疫苗立法拟重奖内部举报人
制售假疫苗最高可处货值金额30倍罚款;出口疫苗应符合进口国标准
我国首部疫苗管理立法有了新进展,经国务院常务会议讨论通过的《疫苗管理法(草案)》(以下简称《草案》)近日起开征公众意见。
与去年11月公布的《疫苗管理法(征求意见稿)》(以下简称《征求意见稿》)相比,草案条款从100条“瘦身”至88条,并加大对生产、销售假劣疫苗等违法行为的处罚力度,新增企业内部举报人奖励。据悉,《草案》公开征求意见至2019年2月3日结束。
进展
公开征求3天 收到百余条意见
作为全球也是我国首部疫苗法,《疫苗管理法》立法进程颇受关注。记者在中国人大网看到,《草案》已经国务院常务会议讨论通过,并自2019年1月4日起至2月3日征求公众意见。截至1月7日17时,已收到133条意见。
《草案》共11章88条,分别为总则、疫苗研制和上市许可、疫苗生产和批签发、上市后研究和管理、疫苗流通、预防接种、预防接种异常反应监测与补偿、保障措施、监督管理、法律责任、附则。
草案数易其稿而成。2018年11月11日,由国家药品监督管理局、国家卫生健康委员会起草的《征求意见稿》,开始进行为期半个月的征求意见阶段。
据中国人大网消息,征求意见结束后,国家市场监管总局会同有关部门起草《疫苗管理法(草案送审稿)》,于2018年11月报送国务院。
收到送审稿后,司法部征求有关部门、省级人民政府、部分协会和企业的意见,赴疫苗生产企业进行调研,召开座谈会听取疫苗生产企业、疾病预防控制机构、接种单位、地方监管部门和专家的意见,在此基础上,会同市场监管总局、药监局、卫生健康委等部门对送审稿作了研究、协调、修改,形成了《草案》。
争议
疫苗不良反应补偿标准待明确
《疫苗管理法》立法参与者、清华大学法学院助理研究员张怡认为,此次《草案》体现了最严谨的标准、最严格的监管、最严厉的处罚、最严肃的问责“四个最严”的要求,并在吸收社会各界的意见后,进行了进一步的细化和优化。比如,《草案》在总则中明确规定了国家对疫苗实行最严格的管理制度。

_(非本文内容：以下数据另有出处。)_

//! The compose descriptor written into every site directory.
//!
//! The template is identical for every site: same credentials, same host
//! port. Only one site can be up per host at a time.

use serde::{Deserialize, Serialize};
use std::collections::BTreeMap;

pub const FILE_NAME: &str = "docker-compose.yml";
/// Bind-mounted into the web container's document root.
pub const CONTENT_DIR: &str = "wp";
pub const WEB_PORT: u16 = 8000;

const DB_IMAGE: &str = "mysql:5.7";
const WP_IMAGE: &str = "wordpress:latest";
const DB_VOLUME: &str = "db_data";
const DB_ROOT_PASSWORD: &str = "somewordpress";
const DB_NAME: &str = "wordpress";
const DB_USER: &str = "wordpress";
const DB_PASSWORD: &str = "wordpress";

#[derive(Debug, Clone, PartialEq, Serialize, Deserialize)]
pub struct ComposeFile {
    pub version: String,
    pub services: BTreeMap<String, Service>,
    #[serde(default, skip_serializing_if = "BTreeMap::is_empty")]
    pub volumes: BTreeMap<String, NamedVolume>,
}

#[derive(Debug, Clone, Default, PartialEq, Serialize, Deserialize)]
pub struct Service {
    pub image: String,
    #[serde(default, skip_serializing_if = "Vec::is_empty")]
    pub depends_on: Vec<String>,
    #[serde(default, skip_serializing_if = "Vec::is_empty")]
    pub ports: Vec<String>,
    #[serde(default, skip_serializing_if = "Vec::is_empty")]
    pub volumes: Vec<String>,
    #[serde(default, skip_serializing_if = "Option::is_none")]
    pub restart: Option<String>,
    #[serde(default, skip_serializing_if = "BTreeMap::is_empty")]
    pub environment: BTreeMap<String, String>,
}

/// A named volume with driver defaults.
#[derive(Debug, Clone, Default, PartialEq, Serialize, Deserialize)]
pub struct NamedVolume {}

fn env(pairs: &[(&str, &str)]) -> BTreeMap<String, String> {
    pairs
        .iter()
        .map(|(k, v)| (k.to_string(), v.to_string()))
        .collect()
}

impl ComposeFile {
    /// MySQL plus WordPress, the latter published on [`WEB_PORT`].
    pub fn wordpress() -> Self {
        let db = Service {
            image: DB_IMAGE.to_string(),
            volumes: vec![format!("{DB_VOLUME}:/var/lib/mysql")],
            restart: Some("always".to_string()),
            environment: env(&[
                ("MYSQL_ROOT_PASSWORD", DB_ROOT_PASSWORD),
                ("MYSQL_DATABASE", DB_NAME),
                ("MYSQL_USER", DB_USER),
                ("MYSQL_PASSWORD", DB_PASSWORD),
            ]),
            ..Service::default()
        };

        let wordpress = Service {
            image: WP_IMAGE.to_string(),
            depends_on: vec!["db".to_string()],
            ports: vec![format!("{WEB_PORT}:80")],
            volumes: vec![format!("./{CONTENT_DIR}:/var/www/html")],
            restart: Some("always".to_string()),
            environment: env(&[
                ("WORDPRESS_DB_HOST", "db:3306"),
                ("WORDPRESS_DB_USER", DB_USER),
                ("WORDPRESS_DB_PASSWORD", DB_PASSWORD),
                ("WORDPRESS_DB_NAME", DB_NAME),
            ]),
            ..Service::default()
        };

        ComposeFile {
            version: "3".to_string(),
            services: BTreeMap::from([
                ("db".to_string(), db),
                ("wordpress".to_string(), wordpress),
            ]),
            volumes: BTreeMap::from([(DB_VOLUME.to_string(), NamedVolume::default())]),
        }
    }

    pub fn to_yaml(&self) -> Result<String, serde_yaml::Error> {
        serde_yaml::to_string(self)
    }
}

但不少条款仍存有争议。例如,争论激烈的预防接种异常反应补偿机制。简而言之,即对疫苗不良反应受害者该如何补偿。
由于个体差异,受种者按照规范接种程序接种合格疫苗后,仍可能产生严重不良反应致残、致死,但比较罕见,业界将其定义为“恶魔抽签”。现实中,由于补偿标准不一、补偿程序繁琐等问题,被“恶魔”抽中的受害者的理赔之路困难重重。

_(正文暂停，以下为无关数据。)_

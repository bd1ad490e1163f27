//! `GET /jobs/stats` — scheduler, cache, and aggregated database statistics.

use std::collections::HashMap;

use axum::extract::State;
use axum::Json;
use chrono::Utc;
use serde::Serialize;

use crate::cache::CacheStats;
use crate::domain::JobType;
use crate::errors::AppResult;
use crate::scheduler::SchedulerStatsView;
use crate::server::app::AppState;

#[derive(Debug, Serialize)]
struct Envelope<T> {
    success: bool,
    data: T,
    timestamp: chrono::DateTime<Utc>,
}

impl<T> Envelope<T> {
    fn ok(data: T) -> Self {
        Self { success: true, data, timestamp: Utc::now() }
    }
}

#[derive(Debug, Serialize)]
struct DatabaseStats {
    #[serde(rename = "totalJobs")]
    total_jobs: i64,
    #[serde(rename = "activeJobs")]
    active_jobs: i64,
    #[serde(rename = "totalExecutions")]
    total_executions: i64,
    #[serde(rename = "recentExecutions")]
    recent_executions: i64,
    #[serde(rename = "jobsByType")]
    jobs_by_type: HashMap<JobType, i64>,
}

#[derive(Debug, Serialize)]
struct StatsData {
    scheduler: SchedulerStatsView,
    cache: CacheStats,
    database: DatabaseStats,
}

pub async fn handler(State(state): State<AppState>) -> AppResult<Json<Envelope<StatsData>>> {
    let scheduler = state.scheduler.stats().await;
    let cache = state.cache.stats();

    let total_jobs = state.repository.count_total().await?;
    let active_jobs = state.repository.count_active().await?;
    let total_executions = state.executions.count_total().await?;
    let recent_executions = state.executions.count_recent_24h().await?;
    let jobs_by_type = state.repository.count_by_job_type().await?.into_iter().collect();

    Ok(Json(Envelope::ok(StatsData {
        scheduler,
        cache,
        database: DatabaseStats {
            total_jobs,
            active_jobs,
            total_executions,
            recent_executions,
            jobs_by_type,
        },
    })))
}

几经讨论,《草案》仍维持了与《征求意见稿》相同的规定。
在我国,免疫规划疫苗(即一类疫苗)免费、强制接种,如儿童接种的脊灰、麻疹等疫苗。非免疫规划疫苗(即二类疫苗)自费、自愿接种,如狂犬病疫苗。
对于接种一类疫苗引起异常反应需要补偿的,《草案》提出,补偿费用由省、自治区、直辖市人民政府财政部门在预防接种工作经费中安排;具体补偿办法由省、自治区、直辖市人民政府制定。
张怡指出,这容易造成发达地区和落后地区补偿标准的巨大差异,“很多学者都认为应该由国务院制定统一的标准”。
对于接种二类疫苗引起异常反应需要补偿的,《草案》提出,补偿费用由相关的疫苗上市许可持有人承担。国家鼓励建立通过商业保险等形式对预防接种异常反应受种者予以补偿的机制。
“实际上,现在各省的疾病预防与控制中心都会要求疫苗企业投保。但由于各地不同的规定,投保的保险公司也不同。这样碎片化规定造成的结果就是,疫苗企业可能需要花费更多的费用去投保。”张怡说。
变化1
制假售假最高处30倍罚款
去年11月《征求意见稿》公布后,社会上希望进一步提高违法犯罪成本的呼声颇高。在疫苗管理法草案审议中,也有多名委员认为处罚力度不够,建议加码惩处相关违法行为。
从《草案》内容看,这一呼声得到了回应。
此前,《征求意见稿》提出,疫苗上市许可持有人违反《药品管理法》规定的,依照相关规定从重处罚。草案则在《药品管理法》规定的基础上,进一步加大对严重违法行为的处罚力度,对生产、销售假劣疫苗等违法行为,提高罚款金额的下限。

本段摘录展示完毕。